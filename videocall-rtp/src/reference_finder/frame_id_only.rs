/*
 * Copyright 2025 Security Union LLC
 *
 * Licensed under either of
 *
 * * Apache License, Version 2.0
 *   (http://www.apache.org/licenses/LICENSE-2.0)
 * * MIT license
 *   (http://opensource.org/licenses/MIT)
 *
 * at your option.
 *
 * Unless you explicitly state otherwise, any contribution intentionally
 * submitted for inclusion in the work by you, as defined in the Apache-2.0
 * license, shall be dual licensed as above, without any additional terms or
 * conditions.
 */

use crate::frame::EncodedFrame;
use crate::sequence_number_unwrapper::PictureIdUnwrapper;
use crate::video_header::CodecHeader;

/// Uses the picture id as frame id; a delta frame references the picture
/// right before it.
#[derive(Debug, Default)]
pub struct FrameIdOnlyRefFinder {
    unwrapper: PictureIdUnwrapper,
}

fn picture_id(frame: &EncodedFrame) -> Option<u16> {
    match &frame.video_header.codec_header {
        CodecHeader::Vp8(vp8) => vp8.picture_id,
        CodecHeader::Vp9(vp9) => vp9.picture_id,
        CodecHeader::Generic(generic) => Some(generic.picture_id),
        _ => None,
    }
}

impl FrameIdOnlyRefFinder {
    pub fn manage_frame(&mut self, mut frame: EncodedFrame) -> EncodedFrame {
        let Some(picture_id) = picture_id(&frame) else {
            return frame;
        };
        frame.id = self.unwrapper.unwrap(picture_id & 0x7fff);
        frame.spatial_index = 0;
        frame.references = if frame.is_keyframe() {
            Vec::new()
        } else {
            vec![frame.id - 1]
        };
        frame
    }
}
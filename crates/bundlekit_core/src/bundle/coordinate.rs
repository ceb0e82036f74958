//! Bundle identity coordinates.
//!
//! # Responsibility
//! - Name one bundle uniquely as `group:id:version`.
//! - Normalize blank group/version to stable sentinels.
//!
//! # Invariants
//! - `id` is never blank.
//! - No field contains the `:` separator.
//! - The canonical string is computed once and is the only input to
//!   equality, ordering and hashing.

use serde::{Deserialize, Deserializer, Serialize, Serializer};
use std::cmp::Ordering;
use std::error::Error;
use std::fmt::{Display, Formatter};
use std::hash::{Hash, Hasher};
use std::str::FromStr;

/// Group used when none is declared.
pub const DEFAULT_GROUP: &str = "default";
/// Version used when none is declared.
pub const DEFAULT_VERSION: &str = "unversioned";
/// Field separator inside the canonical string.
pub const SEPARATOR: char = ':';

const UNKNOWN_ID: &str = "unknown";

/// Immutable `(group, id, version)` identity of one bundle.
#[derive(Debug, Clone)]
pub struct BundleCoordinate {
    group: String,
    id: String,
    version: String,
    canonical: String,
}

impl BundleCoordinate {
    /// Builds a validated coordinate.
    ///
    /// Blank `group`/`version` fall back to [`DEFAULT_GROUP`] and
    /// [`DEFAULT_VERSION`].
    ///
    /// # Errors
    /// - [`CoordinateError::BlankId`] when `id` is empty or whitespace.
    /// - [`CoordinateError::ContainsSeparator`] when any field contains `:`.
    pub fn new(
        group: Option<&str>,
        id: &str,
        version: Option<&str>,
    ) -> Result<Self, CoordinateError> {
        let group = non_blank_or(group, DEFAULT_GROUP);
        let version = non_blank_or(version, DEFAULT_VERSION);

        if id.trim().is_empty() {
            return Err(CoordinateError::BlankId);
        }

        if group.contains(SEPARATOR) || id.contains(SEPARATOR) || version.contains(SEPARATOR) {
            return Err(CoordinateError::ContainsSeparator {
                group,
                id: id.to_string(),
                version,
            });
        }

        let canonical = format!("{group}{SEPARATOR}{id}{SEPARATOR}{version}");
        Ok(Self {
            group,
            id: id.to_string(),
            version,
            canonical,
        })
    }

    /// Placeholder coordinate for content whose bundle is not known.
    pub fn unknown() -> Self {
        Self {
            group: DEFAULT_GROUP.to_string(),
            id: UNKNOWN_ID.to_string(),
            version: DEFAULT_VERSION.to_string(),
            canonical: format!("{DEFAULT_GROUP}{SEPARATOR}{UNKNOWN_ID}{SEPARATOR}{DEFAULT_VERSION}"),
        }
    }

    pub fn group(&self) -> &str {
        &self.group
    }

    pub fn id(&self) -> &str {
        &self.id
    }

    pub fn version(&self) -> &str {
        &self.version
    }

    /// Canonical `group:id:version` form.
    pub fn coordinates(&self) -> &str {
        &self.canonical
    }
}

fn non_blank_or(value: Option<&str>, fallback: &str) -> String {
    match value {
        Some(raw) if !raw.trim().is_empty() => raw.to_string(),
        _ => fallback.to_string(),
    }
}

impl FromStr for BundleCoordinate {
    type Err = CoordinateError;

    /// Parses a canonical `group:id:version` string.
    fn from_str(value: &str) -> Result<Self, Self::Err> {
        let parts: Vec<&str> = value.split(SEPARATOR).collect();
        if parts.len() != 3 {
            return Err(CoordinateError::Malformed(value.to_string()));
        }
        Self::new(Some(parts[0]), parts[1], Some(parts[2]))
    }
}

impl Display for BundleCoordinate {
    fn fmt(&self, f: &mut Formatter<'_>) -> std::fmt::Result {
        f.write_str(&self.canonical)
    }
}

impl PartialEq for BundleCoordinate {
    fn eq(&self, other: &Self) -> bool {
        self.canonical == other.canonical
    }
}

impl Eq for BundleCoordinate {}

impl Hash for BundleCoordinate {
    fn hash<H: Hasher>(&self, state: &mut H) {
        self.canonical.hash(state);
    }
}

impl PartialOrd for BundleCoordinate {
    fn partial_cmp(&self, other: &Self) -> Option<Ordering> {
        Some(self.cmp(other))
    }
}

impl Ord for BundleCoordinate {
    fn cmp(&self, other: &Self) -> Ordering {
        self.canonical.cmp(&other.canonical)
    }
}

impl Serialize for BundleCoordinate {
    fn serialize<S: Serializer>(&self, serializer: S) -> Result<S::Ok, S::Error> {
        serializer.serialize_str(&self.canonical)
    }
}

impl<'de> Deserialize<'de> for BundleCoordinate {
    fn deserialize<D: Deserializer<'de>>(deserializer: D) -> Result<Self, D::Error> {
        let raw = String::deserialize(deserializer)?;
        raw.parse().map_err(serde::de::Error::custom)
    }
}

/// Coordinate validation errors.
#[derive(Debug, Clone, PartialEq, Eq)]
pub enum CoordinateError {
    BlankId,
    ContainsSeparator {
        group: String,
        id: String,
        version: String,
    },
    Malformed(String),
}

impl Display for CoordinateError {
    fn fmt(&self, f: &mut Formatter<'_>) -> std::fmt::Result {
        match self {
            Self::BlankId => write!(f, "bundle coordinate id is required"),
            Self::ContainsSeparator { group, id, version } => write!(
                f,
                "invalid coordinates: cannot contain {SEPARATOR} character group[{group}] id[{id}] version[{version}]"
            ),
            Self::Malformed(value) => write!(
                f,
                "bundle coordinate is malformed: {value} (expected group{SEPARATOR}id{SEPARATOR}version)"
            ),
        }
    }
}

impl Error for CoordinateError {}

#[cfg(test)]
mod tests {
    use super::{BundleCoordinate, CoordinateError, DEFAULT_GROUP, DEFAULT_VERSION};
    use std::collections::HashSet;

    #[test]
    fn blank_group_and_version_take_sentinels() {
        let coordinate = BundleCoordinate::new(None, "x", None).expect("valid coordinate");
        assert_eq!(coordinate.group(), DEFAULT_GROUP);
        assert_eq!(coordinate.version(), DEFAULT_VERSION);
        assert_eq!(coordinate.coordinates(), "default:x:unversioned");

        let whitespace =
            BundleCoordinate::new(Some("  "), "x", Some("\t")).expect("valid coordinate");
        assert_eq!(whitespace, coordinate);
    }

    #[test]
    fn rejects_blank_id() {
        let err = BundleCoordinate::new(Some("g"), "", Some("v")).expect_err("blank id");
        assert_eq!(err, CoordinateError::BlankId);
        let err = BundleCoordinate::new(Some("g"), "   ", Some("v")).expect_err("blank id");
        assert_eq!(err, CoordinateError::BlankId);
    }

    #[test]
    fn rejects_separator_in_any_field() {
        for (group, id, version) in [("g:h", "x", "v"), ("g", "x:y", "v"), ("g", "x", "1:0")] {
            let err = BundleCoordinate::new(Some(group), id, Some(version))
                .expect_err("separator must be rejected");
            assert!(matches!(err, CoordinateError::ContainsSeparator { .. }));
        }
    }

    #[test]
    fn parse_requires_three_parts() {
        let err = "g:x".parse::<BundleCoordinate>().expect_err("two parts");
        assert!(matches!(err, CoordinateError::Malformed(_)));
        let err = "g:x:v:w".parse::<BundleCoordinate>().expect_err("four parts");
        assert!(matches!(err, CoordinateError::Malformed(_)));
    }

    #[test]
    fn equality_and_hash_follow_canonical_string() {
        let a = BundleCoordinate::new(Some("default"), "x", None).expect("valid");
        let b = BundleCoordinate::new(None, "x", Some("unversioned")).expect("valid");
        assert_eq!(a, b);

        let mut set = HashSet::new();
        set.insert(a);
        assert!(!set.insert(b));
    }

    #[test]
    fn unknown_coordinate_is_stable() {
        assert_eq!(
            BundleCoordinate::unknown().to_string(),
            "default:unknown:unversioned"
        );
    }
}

·····

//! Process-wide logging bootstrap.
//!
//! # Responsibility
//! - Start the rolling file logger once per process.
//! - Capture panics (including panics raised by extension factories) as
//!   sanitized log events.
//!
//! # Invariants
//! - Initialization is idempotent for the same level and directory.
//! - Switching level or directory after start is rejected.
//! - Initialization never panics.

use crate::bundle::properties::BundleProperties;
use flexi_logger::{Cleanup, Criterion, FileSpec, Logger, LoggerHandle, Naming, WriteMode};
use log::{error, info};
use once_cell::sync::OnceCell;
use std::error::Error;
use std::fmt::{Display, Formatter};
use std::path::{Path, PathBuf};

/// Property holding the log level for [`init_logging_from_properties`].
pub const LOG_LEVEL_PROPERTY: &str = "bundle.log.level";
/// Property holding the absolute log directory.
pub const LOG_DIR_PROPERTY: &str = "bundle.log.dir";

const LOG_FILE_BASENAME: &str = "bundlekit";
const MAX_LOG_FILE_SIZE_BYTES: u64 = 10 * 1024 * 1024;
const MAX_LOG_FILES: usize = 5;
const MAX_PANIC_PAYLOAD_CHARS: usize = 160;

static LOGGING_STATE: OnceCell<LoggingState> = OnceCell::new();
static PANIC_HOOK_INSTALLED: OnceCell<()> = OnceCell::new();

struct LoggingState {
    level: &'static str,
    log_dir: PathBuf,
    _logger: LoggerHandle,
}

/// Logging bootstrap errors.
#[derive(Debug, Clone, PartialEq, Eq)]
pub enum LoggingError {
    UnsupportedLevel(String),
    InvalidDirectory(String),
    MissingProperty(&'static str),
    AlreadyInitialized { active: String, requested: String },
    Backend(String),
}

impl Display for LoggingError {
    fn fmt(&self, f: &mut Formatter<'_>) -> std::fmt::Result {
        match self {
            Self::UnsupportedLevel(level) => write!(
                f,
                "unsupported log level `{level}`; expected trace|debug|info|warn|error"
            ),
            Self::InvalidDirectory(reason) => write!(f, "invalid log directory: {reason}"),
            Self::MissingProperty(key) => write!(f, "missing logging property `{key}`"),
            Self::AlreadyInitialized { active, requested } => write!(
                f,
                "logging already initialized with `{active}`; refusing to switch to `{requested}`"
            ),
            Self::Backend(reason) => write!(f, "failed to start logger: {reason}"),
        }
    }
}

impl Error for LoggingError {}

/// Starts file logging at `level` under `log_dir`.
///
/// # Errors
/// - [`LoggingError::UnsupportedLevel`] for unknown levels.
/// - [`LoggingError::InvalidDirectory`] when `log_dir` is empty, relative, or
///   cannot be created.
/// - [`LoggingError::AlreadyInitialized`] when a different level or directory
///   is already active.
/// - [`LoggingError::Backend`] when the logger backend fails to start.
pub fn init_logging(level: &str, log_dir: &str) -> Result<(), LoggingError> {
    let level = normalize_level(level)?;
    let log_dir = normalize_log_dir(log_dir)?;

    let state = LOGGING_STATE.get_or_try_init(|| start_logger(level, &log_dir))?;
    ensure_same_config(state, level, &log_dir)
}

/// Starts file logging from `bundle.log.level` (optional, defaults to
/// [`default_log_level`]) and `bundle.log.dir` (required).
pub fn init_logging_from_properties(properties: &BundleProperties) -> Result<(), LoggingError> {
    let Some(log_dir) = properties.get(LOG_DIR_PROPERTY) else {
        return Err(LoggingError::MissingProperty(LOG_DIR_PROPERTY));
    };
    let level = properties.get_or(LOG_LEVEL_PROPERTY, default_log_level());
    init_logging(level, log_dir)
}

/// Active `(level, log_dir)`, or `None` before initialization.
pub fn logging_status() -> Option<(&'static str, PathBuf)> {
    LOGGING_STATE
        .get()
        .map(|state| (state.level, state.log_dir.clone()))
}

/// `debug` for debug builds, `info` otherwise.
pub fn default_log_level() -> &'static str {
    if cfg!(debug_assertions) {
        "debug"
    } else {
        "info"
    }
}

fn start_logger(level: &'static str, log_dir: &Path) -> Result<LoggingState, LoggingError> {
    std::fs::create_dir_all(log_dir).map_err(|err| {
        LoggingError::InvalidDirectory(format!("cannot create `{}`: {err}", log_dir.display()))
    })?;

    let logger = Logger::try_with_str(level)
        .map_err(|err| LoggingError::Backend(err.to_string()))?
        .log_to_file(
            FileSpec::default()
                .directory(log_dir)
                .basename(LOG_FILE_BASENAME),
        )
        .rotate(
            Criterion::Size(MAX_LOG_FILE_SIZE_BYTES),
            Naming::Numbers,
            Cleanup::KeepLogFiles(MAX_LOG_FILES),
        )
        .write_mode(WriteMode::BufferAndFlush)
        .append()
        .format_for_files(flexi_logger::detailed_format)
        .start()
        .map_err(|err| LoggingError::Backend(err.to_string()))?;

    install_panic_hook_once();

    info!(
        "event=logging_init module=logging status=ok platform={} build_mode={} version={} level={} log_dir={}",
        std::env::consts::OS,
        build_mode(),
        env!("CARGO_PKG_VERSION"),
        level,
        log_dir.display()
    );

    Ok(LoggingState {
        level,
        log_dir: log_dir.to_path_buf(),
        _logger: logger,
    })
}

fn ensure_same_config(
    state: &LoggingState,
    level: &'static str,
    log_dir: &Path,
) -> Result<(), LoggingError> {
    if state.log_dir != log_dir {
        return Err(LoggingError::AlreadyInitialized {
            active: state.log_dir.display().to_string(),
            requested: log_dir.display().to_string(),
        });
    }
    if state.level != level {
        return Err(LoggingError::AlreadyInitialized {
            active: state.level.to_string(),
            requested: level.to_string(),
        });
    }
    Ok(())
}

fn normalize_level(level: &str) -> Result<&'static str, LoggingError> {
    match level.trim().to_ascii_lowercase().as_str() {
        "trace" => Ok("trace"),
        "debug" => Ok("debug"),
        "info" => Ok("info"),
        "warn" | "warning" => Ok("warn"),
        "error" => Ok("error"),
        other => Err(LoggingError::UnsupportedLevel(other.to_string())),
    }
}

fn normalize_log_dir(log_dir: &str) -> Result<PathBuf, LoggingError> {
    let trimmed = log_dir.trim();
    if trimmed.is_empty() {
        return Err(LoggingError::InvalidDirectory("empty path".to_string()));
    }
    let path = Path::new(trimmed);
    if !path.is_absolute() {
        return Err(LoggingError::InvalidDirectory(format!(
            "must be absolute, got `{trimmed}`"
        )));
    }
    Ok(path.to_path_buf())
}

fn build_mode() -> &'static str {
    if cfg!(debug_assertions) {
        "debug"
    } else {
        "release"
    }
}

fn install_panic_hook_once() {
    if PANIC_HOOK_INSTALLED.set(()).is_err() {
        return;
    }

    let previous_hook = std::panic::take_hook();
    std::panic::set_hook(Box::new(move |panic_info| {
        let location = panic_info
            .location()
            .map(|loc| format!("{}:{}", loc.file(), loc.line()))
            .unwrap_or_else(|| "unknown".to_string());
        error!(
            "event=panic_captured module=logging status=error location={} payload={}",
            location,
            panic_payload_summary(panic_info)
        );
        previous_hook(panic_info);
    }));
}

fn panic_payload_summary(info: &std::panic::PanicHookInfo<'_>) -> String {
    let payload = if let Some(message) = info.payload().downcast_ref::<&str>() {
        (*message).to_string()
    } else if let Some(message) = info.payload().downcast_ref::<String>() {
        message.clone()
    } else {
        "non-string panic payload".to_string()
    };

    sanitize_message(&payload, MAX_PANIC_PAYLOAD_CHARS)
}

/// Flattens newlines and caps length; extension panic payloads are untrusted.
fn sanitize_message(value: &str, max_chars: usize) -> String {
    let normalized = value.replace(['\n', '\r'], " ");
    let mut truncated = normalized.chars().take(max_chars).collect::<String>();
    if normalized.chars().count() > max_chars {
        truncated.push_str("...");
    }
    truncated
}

·····

If a line in the records contains the word "Hasher", copy it.

Your solution
use std::hash::{Hash, Hasher};
    fn hash<H: Hasher>(&self, state: &mut H) {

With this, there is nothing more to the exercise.